Error message for dunder methods

current scenario -

class A:
  def __init(self, x):
    self.x = x

a = A(1)

TypeError: A() takes no arguments

expected scenario -

  1. it gives an error message, Did you mean __init__?

How does the interpreter know that __init is a typo for __init__? You can have a method called __init which is perfectly valid, and it is not mandatory for classes to have an __init__ method.

Due to “name mangling”, your __init method is renamed _A__init, which makes it even more difficult for the interpreter to guess what you really wanted.

Its not impossible for AttributeError and TypeError to offer suggestions, as NameError already does. But the scope for bad suggestions and mistakes will, I think, be much greater.

I think this is probably better suited for a linter like PyLint, PyChecker, or Flake8. But if you really think this should be considered, you should raise a feature request on the bug tracker.

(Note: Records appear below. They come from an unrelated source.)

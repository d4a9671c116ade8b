use async_trait::async_trait;
use chrono::{DateTime, SubsecRound, Utc};
use common::{OrderId, Page, Version};
use domain::{
    NewOrder, Order, OrderRecord, OrderRepository, OrderState, OrderStatus, RepositoryError,
    Service,
};
use sqlx::types::Json;
use sqlx::{PgPool, Row, postgres::PgRow};
use uuid::Uuid;

const ORDER_COLUMNS: &str =
    "id, lab, patient, customer, state, status, services, version, created_at, updated_at";

/// PostgreSQL-backed order repository.
#[derive(Clone)]
pub struct PostgresOrderRepository {
    pool: PgPool,
}

impl PostgresOrderRepository {
    /// Creates a new PostgreSQL order repository.
    pub fn new(pool: PgPool) -> Self {
        Self { pool }
    }

    /// Gets a reference to the underlying connection pool.
    pub fn pool(&self) -> &PgPool {
        &self.pool
    }

    /// Runs the database migrations.
    pub async fn run_migrations(&self) -> Result<(), sqlx::migrate::MigrateError> {
        sqlx::migrate!("../../migrations").run(&self.pool).await
    }

    fn row_to_order(row: PgRow) -> Result<Order, RepositoryError> {
        let state: String = row.try_get("state").map_err(RepositoryError::backend)?;
        let status: String = row.try_get("status").map_err(RepositoryError::backend)?;
        let services: Json<Vec<Service>> =
            row.try_get("services").map_err(RepositoryError::backend)?;

        let record = OrderRecord {
            id: OrderId::from_uuid(row.try_get::<Uuid, _>("id").map_err(RepositoryError::backend)?),
            version: Version::new(row.try_get("version").map_err(RepositoryError::backend)?),
            lab: row.try_get("lab").map_err(RepositoryError::backend)?,
            patient: row.try_get("patient").map_err(RepositoryError::backend)?,
            customer: row.try_get("customer").map_err(RepositoryError::backend)?,
            state: state.parse::<OrderState>().map_err(RepositoryError::backend)?,
            status: status.parse::<OrderStatus>().map_err(RepositoryError::backend)?,
            services: services.0,
            created_at: row.try_get("created_at").map_err(RepositoryError::backend)?,
            updated_at: row.try_get("updated_at").map_err(RepositoryError::backend)?,
        };

        Ok(record.into())
    }

    /// Postgres keeps microsecond precision; truncate so stored and returned
    /// timestamps agree.
    fn now() -> DateTime<Utc> {
        Utc::now().trunc_subsecs(6)
    }
}

#[async_trait]
impl OrderRepository for PostgresOrderRepository {
    async fn create(&self, new_order: NewOrder) -> Result<Order, RepositoryError> {
        let order = Order::from_new(OrderId::new(), new_order, Self::now());

        sqlx::query(
            r#"
            INSERT INTO orders (id, lab, patient, customer, state, status, services, version, created_at, updated_at)
            VALUES ($1, $2, $3, $4, $5, $6, $7, $8, $9, $10)
            "#,
        )
        .bind(order.id().as_uuid())
        .bind(order.lab())
        .bind(order.patient())
        .bind(order.customer())
        .bind(order.state().as_str())
        .bind(order.status().as_str())
        .bind(Json(order.services()))
        .bind(order.version().as_i64())
        .bind(order.created_at())
        .bind(order.updated_at())
        .execute(&self.pool)
        .await
        .map_err(RepositoryError::backend)?;

        tracing::debug!(order_id = %order.id(), "order inserted");
        Ok(order)
    }

    async fn find_by_id(&self, id: OrderId) -> Result<Option<Order>, RepositoryError> {
        let row = sqlx::query(&format!("SELECT {ORDER_COLUMNS} FROM orders WHERE id = $1"))
            .bind(id.as_uuid())
            .fetch_optional(&self.pool)
            .await
            .map_err(RepositoryError::backend)?;

        row.map(Self::row_to_order).transpose()
    }

    async fn find(
        &self,
        state: Option<OrderState>,
        page: Page,
    ) -> Result<Vec<Order>, RepositoryError> {
        let rows = sqlx::query(&format!(
            r#"
            SELECT {ORDER_COLUMNS}
            FROM orders
            WHERE status = 'ACTIVE' AND ($1::TEXT IS NULL OR state = $1)
            ORDER BY created_at ASC, id ASC
            OFFSET $2
            LIMIT $3
            "#
        ))
        .bind(state.map(|s| s.as_str()))
        .bind(page.offset().max(0))
        .bind(page.limit.max(0))
        .fetch_all(&self.pool)
        .await
        .map_err(RepositoryError::backend)?;

        rows.into_iter().map(Self::row_to_order).collect()
    }

    async fn save(&self, order: &Order) -> Result<Order, RepositoryError> {
        let row = sqlx::query(&format!(
            r#"
            UPDATE orders
            SET state = $3, status = $4, services = $5, version = version + 1, updated_at = $6
            WHERE id = $1 AND version = $2
            RETURNING {ORDER_COLUMNS}
            "#
        ))
        .bind(order.id().as_uuid())
        .bind(order.version().as_i64())
        .bind(order.state().as_str())
        .bind(order.status().as_str())
        .bind(Json(order.services()))
        .bind(Self::now())
        .fetch_optional(&self.pool)
        .await
        .map_err(RepositoryError::backend)?;

        if let Some(row) = row {
            return Self::row_to_order(row);
        }

        // Nothing matched: either the order is gone or someone saved first.
        let actual: Option<i64> = sqlx::query_scalar("SELECT version FROM orders WHERE id = $1")
            .bind(order.id().as_uuid())
            .fetch_optional(&self.pool)
            .await
            .map_err(RepositoryError::backend)?;

        match actual {
            Some(actual) => Err(RepositoryError::ConcurrencyConflict {
                order_id: order.id(),
                expected: order.version(),
                actual: Version::new(actual),
            }),
            None => Err(RepositoryError::OrderMissing(order.id())),
        }
    }
}
//! Shared types for the lab order backend.

mod types;

pub use types::{OrderId, Page, Version};
use chrono::{DateTime, Utc};
use jsonwebtoken::{Algorithm, DecodingKey, EncodingKey, Header, Validation};
use serde::{Deserialize, Serialize};

use crate::{Identity, IdentityError, IdentityProvider};

/// Claims carried by access tokens.
#[derive(Debug, Clone, PartialEq, Eq, Serialize, Deserialize)]
pub struct TokenClaims {
    /// Caller identifier.
    pub id: String,
    pub email: String,
    /// Expiration as a unix timestamp (seconds).
    pub exp: i64,
}

/// Verifies HS256-signed tokens against a shared secret.
#[derive(Clone)]
pub struct JwtIdentityProvider {
    encoding: EncodingKey,
    decoding: DecodingKey,
    validation: Validation,
}

impl JwtIdentityProvider {
    pub fn new(secret: &str) -> Self {
        let mut validation = Validation::new(Algorithm::HS256);
        validation.set_required_spec_claims(&["exp"]);
        validation.leeway = 0;

        Self {
            encoding: EncodingKey::from_secret(secret.as_bytes()),
            decoding: DecodingKey::from_secret(secret.as_bytes()),
            validation,
        }
    }

    /// Signs a token for `identity` that expires at `expires_at`.
    ///
    /// Meant for tooling and tests; login flows live outside this service.
    pub fn sign(
        &self,
        identity: &Identity,
        expires_at: DateTime<Utc>,
    ) -> Result<String, jsonwebtoken::errors::Error> {
        let claims = TokenClaims {
            id: identity.id.clone(),
            email: identity.email.clone(),
            exp: expires_at.timestamp(),
        };
        jsonwebtoken::encode(&Header::new(Algorithm::HS256), &claims, &self.encoding)
    }
}

impl IdentityProvider for JwtIdentityProvider {
    fn verify(&self, token: &str) -> Result<Identity, IdentityError> {
        let data = jsonwebtoken::decode::<TokenClaims>(token, &self.decoding, &self.validation)
            .map_err(|e| {
                tracing::debug!(error = %e, "token rejected");
                IdentityError::InvalidToken
            })?;

        Ok(Identity {
            id: data.claims.id,
            email: data.claims.email,
        })
    }
}
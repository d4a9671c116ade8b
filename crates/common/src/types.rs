use std::str::FromStr;

use serde::{Deserialize, Serialize};
use uuid::Uuid;

/// Unique identifier for an order.
///
/// Wraps a UUID so order identifiers can't be mixed up with other
/// UUID-based values.
#[derive(Debug, Clone, Copy, PartialEq, Eq, Hash, Serialize, Deserialize)]
#[serde(transparent)]
pub struct OrderId(Uuid);

impl OrderId {
    /// Creates a new random order ID.
    pub fn new() -> Self {
        Self(Uuid::new_v4())
    }

    /// Creates an order ID from an existing UUID.
    pub fn from_uuid(uuid: Uuid) -> Self {
        Self(uuid)
    }

    /// Returns the underlying UUID.
    pub fn as_uuid(&self) -> Uuid {
        self.0
    }
}

impl Default for OrderId {
    fn default() -> Self {
        Self::new()
    }
}

impl std::fmt::Display for OrderId {
    fn fmt(&self, f: &mut std::fmt::Formatter<'_>) -> std::fmt::Result {
        write!(f, "{}", self.0)
    }
}

impl FromStr for OrderId {
    type Err = uuid::Error;

    fn from_str(s: &str) -> Result<Self, Self::Err> {
        Ok(Self(Uuid::parse_str(s)?))
    }
}

impl From<Uuid> for OrderId {
    fn from(uuid: Uuid) -> Self {
        Self(uuid)
    }
}

impl From<OrderId> for Uuid {
    fn from(id: OrderId) -> Self {
        id.0
    }
}

/// Version number of a stored order, used for optimistic concurrency control.
///
/// A freshly created order is stored at version 1 and every successful save
/// bumps it by one.
#[derive(
    Debug, Clone, Copy, PartialEq, Eq, PartialOrd, Ord, Hash, Default, Serialize, Deserialize,
)]
#[serde(transparent)]
pub struct Version(i64);

impl Version {
    /// Creates a new version from a raw value.
    pub fn new(value: i64) -> Self {
        Self(value)
    }

    /// Returns the initial version (0), before anything was stored.
    pub fn initial() -> Self {
        Self(0)
    }

    /// Returns the version of a freshly created order.
    pub fn first() -> Self {
        Self(1)
    }

    /// Returns the next version.
    pub fn next(&self) -> Self {
        Self(self.0 + 1)
    }

    /// Returns the raw version value.
    pub fn as_i64(&self) -> i64 {
        self.0
    }
}

impl std::fmt::Display for Version {
    fn fmt(&self, f: &mut std::fmt::Formatter<'_>) -> std::fmt::Result {
        write!(f, "{}", self.0)
    }
}

impl From<i64> for Version {
    fn from(value: i64) -> Self {
        Self(value)
    }
}

impl From<Version> for i64 {
    fn from(version: Version) -> Self {
        version.0
    }
}

/// Offset/limit paging request.
///
/// Pages are 1-based. Bounds are not validated here; stores decide what a
/// non-positive page or limit means.
#[derive(Debug, Clone, Copy, PartialEq, Eq, Serialize, Deserialize)]
pub struct Page {
    pub page: i64,
    pub limit: i64,
}

impl Page {
    pub const DEFAULT_PAGE: i64 = 1;
    pub const DEFAULT_LIMIT: i64 = 10;

    pub fn new(page: i64, limit: i64) -> Self {
        Self { page, limit }
    }

    /// Builds a page from optional query parameters, filling in defaults.
    pub fn from_parts(page: Option<i64>, limit: Option<i64>) -> Self {
        Self {
            page: page.unwrap_or(Self::DEFAULT_PAGE),
            limit: limit.unwrap_or(Self::DEFAULT_LIMIT),
        }
    }

    /// Number of records to skip: `(page - 1) * limit`.
    pub fn offset(&self) -> i64 {
        self.page.saturating_sub(1).saturating_mul(self.limit)
    }
}

impl Default for Page {
    fn default() -> Self {
        Self::new(Self::DEFAULT_PAGE, Self::DEFAULT_LIMIT)
    }
}
//! Order service orchestrating validation, state transitions, and storage.

use common::{OrderId, Page};

use crate::error::DomainError;
use crate::repository::OrderRepository;

use super::{
    AddService, CreateOrder, NewOrder, Order, OrderState, Service, validate_create,
    validate_service_value,
};

/// Service for managing orders.
///
/// Every method is one business transaction: pure checks on the aggregate
/// followed by one or two repository calls. Failures are returned as-is and
/// never retried here.
pub struct OrderService<R: OrderRepository> {
    repository: R,
}

impl<R: OrderRepository> OrderService<R> {
    /// Creates a new order service backed by the given repository.
    pub fn new(repository: R) -> Self {
        Self { repository }
    }

    /// Returns a reference to the underlying repository.
    pub fn repository(&self) -> &R {
        &self.repository
    }

    /// Validates and stores a new order.
    ///
    /// Nothing is written when validation fails.
    #[tracing::instrument(skip(self, cmd), fields(lab = %cmd.lab), err)]
    pub async fn create(&self, cmd: CreateOrder) -> Result<Order, DomainError> {
        validate_create(&cmd)?;

        let order = self.repository.create(NewOrder::from_command(cmd)).await?;

        metrics::counter!("orders_created_total").increment(1);
        tracing::info!(
            order_id = %order.id(),
            services = order.service_count(),
            total = order.total_value(),
            "order created"
        );
        Ok(order)
    }

    /// Moves an order to its next workflow state and saves it.
    ///
    /// Calling this twice never yields the same state twice: each call either
    /// advances the order or fails.
    #[tracing::instrument(skip(self), err)]
    pub async fn advance(&self, order_id: OrderId) -> Result<Order, DomainError> {
        let mut order = self.load(order_id).await?;
        let previous = order.state();
        let next = order.advance()?;

        let saved = self.repository.save(&order).await?;

        metrics::counter!("orders_advanced_total", "state" => next.as_str()).increment(1);
        tracing::info!(%order_id, from = %previous, to = %next, "order advanced");
        Ok(saved)
    }

    /// Lists active orders, optionally filtered by workflow state.
    #[tracing::instrument(skip(self), err)]
    pub async fn list(
        &self,
        state: Option<OrderState>,
        page: Page,
    ) -> Result<Vec<Order>, DomainError> {
        Ok(self.repository.find(state, page).await?)
    }

    /// Appends a service to an existing order and saves it.
    ///
    /// The new total is not re-validated and duplicate names are allowed, but
    /// the appended value itself must be finite.
    #[tracing::instrument(skip(self), err)]
    pub async fn add_service(&self, cmd: AddService) -> Result<Order, DomainError> {
        validate_service_value(&cmd.service)?;
        let mut order = self.load(cmd.order_id).await?;
        order.add_service(Service::from_input(cmd.service));

        let saved = self.repository.save(&order).await?;

        metrics::counter!("order_services_added_total").increment(1);
        tracing::info!(
            order_id = %cmd.order_id,
            services = saved.service_count(),
            "service added to order"
        );
        Ok(saved)
    }

    /// Loads an order by ID.
    #[tracing::instrument(skip(self), err)]
    pub async fn get(&self, order_id: OrderId) -> Result<Order, DomainError> {
        self.load(order_id).await
    }

    async fn load(&self, order_id: OrderId) -> Result<Order, DomainError> {
        self.repository
            .find_by_id(order_id)
            .await?
            .ok_or(DomainError::OrderNotFound(order_id))
    }
}
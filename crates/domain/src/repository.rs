//! Storage capability the order service depends on.

use async_trait::async_trait;
use common::{OrderId, Page, Version};
use thiserror::Error;

use crate::order::{NewOrder, Order, OrderState};

/// Errors reported by order repositories.
#[derive(Debug, Error)]
pub enum RepositoryError {
    /// The order disappeared between load and save.
    #[error("Order {0} no longer exists")]
    OrderMissing(OrderId),

    /// The stored order changed since it was loaded.
    #[error(
        "Concurrency conflict for order {order_id}: expected version {expected}, found {actual}"
    )]
    ConcurrencyConflict {
        order_id: OrderId,
        expected: Version,
        actual: Version,
    },

    /// The backing store failed.
    #[error("Storage backend error: {0}")]
    Backend(String),
}

impl RepositoryError {
    /// Wraps any backend error.
    pub fn backend(err: impl std::fmt::Display) -> Self {
        RepositoryError::Backend(err.to_string())
    }
}

/// Durable storage of order aggregates.
///
/// Implementations must be thread-safe (Send + Sync).
#[async_trait]
pub trait OrderRepository: Send + Sync {
    /// Stores a new order, assigning its identifier, and returns it.
    async fn create(&self, new_order: NewOrder) -> Result<Order, RepositoryError>;

    /// Loads an order by identifier, regardless of its visibility status.
    async fn find_by_id(&self, id: OrderId) -> Result<Option<Order>, RepositoryError>;

    /// Lists `Active` orders, optionally restricted to one workflow state.
    ///
    /// Orders are returned in creation order, skipping `page.offset()`
    /// records and returning at most `page.limit`.
    async fn find(
        &self,
        state: Option<OrderState>,
        page: Page,
    ) -> Result<Vec<Order>, RepositoryError>;

    /// Overwrites the state, status, and services of a stored order.
    ///
    /// The write only succeeds if the stored version still equals
    /// `order.version()`; the returned order carries the bumped version.
    async fn save(&self, order: &Order) -> Result<Order, RepositoryError>;
}
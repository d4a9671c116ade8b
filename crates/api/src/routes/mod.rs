pub mod orders;
pub mod system;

if we do a search on github for the number of times __init__( vs __init( has been used, then, the results are,

__init__( -> 43,702,579
__init( -> 60,646

it appears that it is pretty rare to create a method called __init, so I think this would be a good error message suggestion if it is possible to do.

You should use your IDE’s autocomplete features to prevent such errors

that argument would hold true for a lot of error messages that have been added in newer versions of python, for example,

expected = {1: "jack", 2: "john", 3: "james" ,

SyntaxError: '{' was never closed

the IDE would suggest to close the bracket

>>> import math
AttributeError: module 'math' has no attribute 'py'. Did you mean: 'pi'?

here also, IDE would suggest pi

No, because your points above instantly produce errors. An unclosed bracket is syntactically invalid while __init is valid syntax.